Lets do some point wise comparison:

1.    Speed:

Apache Spark – Spark is lightning fast cluster computing tool. Apache Spark runs applications up to 100x faster in memory and 10x faster on disk than Hadoop. Because of reducing the number of read/write cycle to disk and storing intermediate data in-memory Spark makes it possible.

Hadoop MapReduce – MapReduce reads and writes from disk, as a result, it slows down the processing speed.

2.    Difficulty:

Apache Spark – Spark is easy to program as it has tons of high-level operators with RDD – Resilient Distributed Dataset.

Hadoop MapReduce – In MapReduce, developers need to hand code each and every operation which makes it very difficult to work.

3.    Easy to Manage

Apache Spark – Spark is capable of performing batch, interactive and Machine Learning and Streaming all in the same cluster. As a result makes it a complete data analytics engine. Thus, no need to manage different component for each need. Installing Spark on a cluster will be enough to handle all the requirements.
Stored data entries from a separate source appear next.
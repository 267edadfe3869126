//! Quick-filter notation.
//!
//! A quick-filter definition is a page property holding a compact list of groups:
//!
//! ```text
//! 2 [[Work]], [[Work]] [[Draft]], [[Personal]]
//! ```
//!
//! Each group is an optional leading integer (the fixed order of its top-level entry) followed by
//! one or more `[[tag]]` references. The tags of a group form a path: the first tag is the
//! top-level entry, each following tag nests below the previous one. Whitespace between tokens
//! is allowed, any other character ends the group. Groups starting with the same tag merge into
//! one tree; the first group to mention a tag decides its fixed order.
//!
//! Parsing never fails: text that contains no group produces no filters.
use once_cell::sync::Lazy;
use regex::Regex;
use std::{fmt::Write, sync::Arc};

use crate::properties::{FilterSource, Node};

static GROUP_RE: Lazy<Regex> = Lazy::new(|| {
    Regex::new(r"(?:\d+\s+)?(?:\[\[[^\]]+\]\]\s*)+").expect("group pattern is valid")
});
static TOKEN_RE: Lazy<Regex> =
    Lazy::new(|| Regex::new(r"\[\[([^\]]+)\]\]\s*|(\d+)").expect("token pattern is valid"));

/// A node of the parsed filter tree.
#[derive(Debug, Clone, PartialEq, Eq)]
pub struct FilterGroup {
    /// Path from the top-level tag down to this group.
    pub tags: Vec<String>,
    /// Only top-level groups carry a fixed order.
    pub fixed_order: Option<u64>,
    /// Nested groups in the order they were first mentioned.
    pub subgroups: Vec<FilterGroup>,
}

impl FilterGroup {
    fn new(tags: Vec<String>, fixed_order: Option<u64>) -> FilterGroup {
        FilterGroup {
            tags,
            fixed_order,
            subgroups: Vec::new(),
        }
    }

    /// The tag this group is keyed by among its siblings.
    pub fn name(&self) -> &str {
        self.tags.last().map(String::as_str).unwrap_or_default()
    }

    pub fn subgroup(&self, name: &str) -> Option<&FilterGroup> {
        self.subgroups.iter().find(|g| g.name() == name)
    }

    /// Insert the remainder of a tag path below this group.
    fn merge_path(&mut self, rest: &[String]) {
        let Some((head, tail)) = rest.split_first() else {
            return;
        };
        let idx = match self.subgroups.iter().position(|g| g.name() == head) {
            Some(idx) => idx,
            None => {
                let mut tags = self.tags.clone();
                tags.push(head.clone());
                self.subgroups.push(FilterGroup::new(tags, None));
                self.subgroups.len() - 1
            }
        };
        self.subgroups[idx].merge_path(tail);
    }

    /// All root-to-leaf tag paths of this tree.
    fn leaf_paths(&self, out: &mut Vec<Vec<String>>) {
        if self.subgroups.is_empty() {
            out.push(self.tags.clone());
        }
        for sub in self.subgroups.iter() {
            sub.leaf_paths(out);
        }
    }

    /// Turn this group into a tree node owned by `source`. Subgroups become the node's
    /// pre-computed children.
    pub fn to_node(&self, source: &Arc<FilterSource>) -> Node {
        let children: Vec<Node> = self.subgroups.iter().map(|g| g.to_node(source)).collect();
        Node::quick_filter(
            self.name(),
            self.fixed_order.map(|o| o as i64),
            source.clone(),
            self.tags.clone(),
            Arc::from(children),
        )
    }
}

/// Split one matched group into its fixed order and tag path.
fn split_group(group: &str) -> (Option<u64>, Vec<String>) {
    let mut fixed = None;
    let mut tags = Vec::new();
    for (idx, caps) in TOKEN_RE.captures_iter(group).enumerate() {
        if let Some(tag) = caps.get(1) {
            tags.push(tag.as_str().to_string());
        } else if let (0, Some(num)) = (idx, caps.get(2)) {
            // Overlong numerals are treated as no order rather than rejecting the group.
            fixed = num.as_str().parse::<u64>().ok();
        }
    }
    (fixed, tags)
}

/// Parse quick-filter text into top-level groups, in order of first mention.
pub fn parse(text: &str) -> Vec<FilterGroup> {
    let mut roots: Vec<FilterGroup> = Vec::new();
    for group in GROUP_RE.find_iter(text) {
        let (fixed, tags) = split_group(group.as_str());
        let Some((head, rest)) = tags.split_first() else {
            continue;
        };
        let idx = match roots.iter().position(|r| r.name() == head) {
            Some(idx) => idx,
            None => {
                roots.push(FilterGroup::new(vec![head.clone()], fixed));
                roots.len() - 1
            }
        };
        roots[idx].merge_path(rest);
    }
    tracing::trace!("Parsed {} quick filter group(s) from {:?}", roots.len(), text);
    roots
}

/// Write groups back into quick-filter notation. Parsing the result yields the same tree.
pub fn serialize(groups: &[FilterGroup]) -> String {
    let mut out = String::new();
    for group in groups.iter() {
        let mut paths = Vec::new();
        group.leaf_paths(&mut paths);
        for (idx, path) in paths.iter().enumerate() {
            if !out.is_empty() {
                out.push_str(", ");
            }
            if let (0, Some(order)) = (idx, group.fixed_order) {
                let _ = write!(out, "{order} ");
            }
            let refs: Vec<String> = path.iter().map(|t| format!("[[{t}]]")).collect();
            out.push_str(&refs.join(" "));
        }
    }
    out
}

/// Parse and materialize quick filters declared by `source`.
pub fn materialize(text: &str, source: &Arc<FilterSource>) -> Vec<Node> {
    parse(text).iter().map(|g| g.to_node(source)).collect()
}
Hadoop MapReduce – As MapReduce only provides the batch engine. Hence, we are dependent on different engines. For example- Storm, Giraph, Impala, etc. for other requirements. So, it is very difficult to manage many components.

4.    Real-time analysis

Apache Spark – It can process real time data i.e. data coming from the real-time event streams at the rate of millions of events per second, e.g. Twitter data for instance or Facebook sharing/posting. Spark’s strength is the ability to process live streams efficiently.
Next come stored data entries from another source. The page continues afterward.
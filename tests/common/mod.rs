//! Shared test utilities for integration tests.
//!
//! Import from integration test files as:
//! ```ignore
//! mod common;
//! ```

use std::sync::Arc;

use favtree_core::{
    query::{ChildResolver, ResolveOptions},
    snapshot::{GraphSnapshot, PageSpec},
    storage::{ExpansionStateStore, MemoryStorage, Persistence},
    tree::TreeSynchronizer,
};

/// Initialize tracing for tests, respecting RUST_LOG env var.
///
/// Safe to call multiple times; subsequent calls are no-ops.
#[allow(dead_code)]
pub fn init_logging() {
    tracing_subscriber::fmt()
        .with_env_filter(tracing_subscriber::EnvFilter::from_default_env())
        .with_test_writer()
        .try_init()
        .ok();
}

/// A small knowledge base:
///
/// ```text
/// Projects
/// ├── Launch          (namespace, fixed 0)
/// ├── Archive         (namespace)
/// │   └── 2023        (namespace)
/// ├── Weekly review   (tagged)
/// └── quick filters:  1 [[Active]] [[Blocked]], [[Someday]]
/// Journal
/// ```
#[allow(dead_code)]
pub fn knowledge_base() -> GraphSnapshot {
    let mut graph = GraphSnapshot::default();
    graph.add_page_with(
        "Projects",
        PageSpec::default().quick_filters("\"1 [[Active]] [[Blocked]], [[Someday]]\""),
    );
    graph.add_page_with("Projects/Launch", PageSpec::default().property("fixed", 0));
    graph.add_page("Projects/Archive");
    graph.add_page("Projects/Archive/2023");
    graph.add_tagged_page("Weekly review", &["Projects"]);
    graph.add_page("Journal");
    graph
}

#[allow(dead_code)]
pub async fn tree_for<P: Persistence + 'static>(
    graph: GraphSnapshot,
    storage: P,
    favorite: &str,
) -> TreeSynchronizer<GraphSnapshot, P> {
    let resolver = Arc::new(ChildResolver::new(graph, ResolveOptions::default()));
    let store = Arc::new(ExpansionStateStore::new(storage, "g1"));
    let items = resolver
        .resolve_children(favorite)
        .await
        .expect("snapshot queries do not fail");
    TreeSynchronizer::new(resolver, store, favorite, Arc::from(items))
}

#[allow(dead_code)]
pub fn memory() -> MemoryStorage {
    MemoryStorage::default()
}
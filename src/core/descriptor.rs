use std::path::PathBuf;

use super::error::{FramebufferError, Result};

const DUMMY_PREFIX: &str = "dummy_";

/// Parsed device descriptor - either a device node or an in-memory test surface
#[derive(Debug, Clone, PartialEq, Eq)]
pub enum Descriptor {
    /// Absolute path to an fbdev node, e.g. `/dev/fb1`
    Device(PathBuf),
    /// `dummy_<W>x<H>`
    Dummy { width: u32, height: u32 },
}

impl Descriptor {
    pub fn parse(descriptor: &str) -> Result<Self> {
        if descriptor.starts_with('/') {
            return Ok(Descriptor::Device(PathBuf::from(descriptor)));
        }

        let invalid = |reason: &str| FramebufferError::InvalidDescriptor {
            descriptor: descriptor.to_string(),
            reason: reason.to_string(),
        };

        let dims = descriptor
            .strip_prefix(DUMMY_PREFIX)
            .ok_or_else(|| invalid("expected an absolute device path or dummy_<W>x<H>"))?;
        let (w, h) = dims
            .split_once('x')
            .ok_or_else(|| invalid("dummy dimensions must be <W>x<H>"))?;

        let width: u32 = w.parse().map_err(|_| invalid("unparsable dummy width"))?;
        let height: u32 = h.parse().map_err(|_| invalid("unparsable dummy height"))?;
        if width == 0 || height == 0 {
            return Err(invalid("dummy dimensions must be non-zero"));
        }
        let shadow_bytes = (width as usize)
            .checked_mul(height as usize)
            .and_then(|pixels| pixels.checked_mul(std::mem::size_of::<u32>()))
            .filter(|&bytes| bytes <= isize::MAX as usize);
        if shadow_bytes.is_none() {
            return Err(invalid("dummy surface has more pixels than fit in memory"));
        }

        Ok(Descriptor::Dummy { width, height })
    }
}

#[cfg(test)]
mod tests {
    use super::*;

    #[test]
    fn test_parse_device_path() {
        assert_eq!(
            Descriptor::parse("/dev/fb1").unwrap(),
            Descriptor::Device(PathBuf::from("/dev/fb1"))
        );
    }

    #[test]
    fn test_parse_dummy() {
        assert_eq!(
            Descriptor::parse("dummy_160x128").unwrap(),
            Descriptor::Dummy {
                width: 160,
                height: 128
            }
        );
    }

    #[test]
    fn test_parse_rejects_malformed() {
        for bad in [
            "",
            "fb0",
            "dev/fb0",
            "dummy_",
            "dummy_160",
            "dummy_axb",
            "dummy_160x",
            "dummy_-1x10",
            "dummy_0x10",
            "dummy_10x0",
            "dummy_160x128x2",
            "dummy_4294967295x4294967295",
        ] {
            let err = Descriptor::parse(bad).unwrap_err();
            assert!(
                matches!(err, FramebufferError::InvalidDescriptor { .. }),
                "{:?} should be invalid, got {:?}",
                bad,
                err
            );
        }
    }
}
use std::io;
use std::path::Path;

/// Geometry and depth reported by the variable screen-info query
#[derive(Debug, Clone, Copy, PartialEq, Eq, Default)]
pub struct VariableScreenInfo {
    pub xres: u32,
    pub yres: u32,
    pub bits_per_pixel: u32,
}

/// Memory layout reported by the fixed screen-info query
#[derive(Debug, Clone, Copy, PartialEq, Eq, Default)]
pub struct FixedScreenInfo {
    /// Length of device memory in bytes
    pub smem_len: u32,
    /// Bytes per scanline
    pub line_length: u32,
}

/// Opens device nodes by path
pub trait DeviceOpener {
    fn open(&self, path: &Path) -> io::Result<Box<dyn FramebufferDevice>>;
}

/// An open framebuffer device. Dropping it releases the descriptor.
pub trait FramebufferDevice {
    fn fixed_info(&self) -> io::Result<FixedScreenInfo>;

    fn variable_info(&self) -> io::Result<VariableScreenInfo>;

    /// Map `len` bytes of device memory. Dropping the result unmaps it.
    fn map(&mut self, len: usize) -> io::Result<Box<dyn DeviceMemory>>;
}

/// Mapped device memory
pub trait DeviceMemory {
    fn as_bytes(&self) -> &[u8];

    fn as_bytes_mut(&mut self) -> &mut [u8];

    /// Mapped length in bytes
    #[allow(clippy::len_without_is_empty)]
    fn len(&self) -> usize {
        self.as_bytes().len()
    }

    /// Copy `bytes` to `offset`. Returns false, writing nothing, if the range
    /// falls outside the mapping.
    fn write_at(&mut self, offset: usize, bytes: &[u8]) -> bool {
        let Some(end) = offset.checked_add(bytes.len()) else {
            return false;
        };
        match self.as_bytes_mut().get_mut(offset..end) {
            Some(dst) => {
                dst.copy_from_slice(bytes);
                true
            }
            None => false,
        }
    }

    /// Borrow `len` bytes starting at `offset`, `None` outside the mapping
    fn read_at(&self, offset: usize, len: usize) -> Option<&[u8]> {
        self.as_bytes().get(offset..offset.checked_add(len)?)
    }
}

impl DeviceMemory for Vec<u8> {
    fn as_bytes(&self) -> &[u8] {
        self
    }

    fn as_bytes_mut(&mut self) -> &mut [u8] {
        self
    }
}

#[cfg(test)]
mod tests {
    use super::*;

    #[test]
    fn test_write_at_in_bounds() {
        let mut mem = vec![0u8; 8];
        assert!(mem.write_at(2, &[1, 2, 3]));
        assert_eq!(mem, vec![0, 0, 1, 2, 3, 0, 0, 0]);
    }

    #[test]
    fn test_write_at_past_end_writes_nothing() {
        let mut mem = vec![0u8; 4];
        assert!(!mem.write_at(3, &[9, 9]));
        assert_eq!(mem, vec![0; 4]);
    }

    #[test]
    fn test_read_at() {
        let mem: Vec<u8> = (0..6).collect();
        assert_eq!(DeviceMemory::read_at(&mem, 4, 2), Some(&[4u8, 5][..]));
        assert_eq!(DeviceMemory::read_at(&mem, 5, 2), None);
    }
}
Hadoop MapReduce – MapReduce fails when it comes to real-time data processing as it was designed to perform batch processing on voluminous amounts of data.

5.    Fault tolerance

Apache Spark – Spark is fault-tolerant. As a result, there is no need to restart the application from scratch in case of any failure.

Hadoop MapReduce – Like Apache Spark, MapReduce is also fault-tolerant, so there is no need to restart the application from scratch in case of any failure.

6.    Security

Apache Spark – Spark is little less secure in comparison to MapReduce because it supports the only authentication through shared secret password authentication.

Hadoop MapReduce – Apache Hadoop MapReduce is more secure because of Kerberos and it also supports Access Control Lists (ACLs) which are a traditional file permission model.

Hadoop Structure

Hadoop is a Big Data tool which has three major layers:

  1. HDFS – Storage Layer
  2. Mapreduce – Processing Layer
  3. Yarn – Resource Management Layer (Yet Another Resource Negotiator)

Spark on the other hand is another Processing Layer. It uses HDFS as storage layer and Yarn for Resource management. Spark does not have it’s Storage layer and it is dependent on third party i.e. HDFS.

Spark1

Spark2

Hadoop is still the Backbone of Big Data and in Good demand.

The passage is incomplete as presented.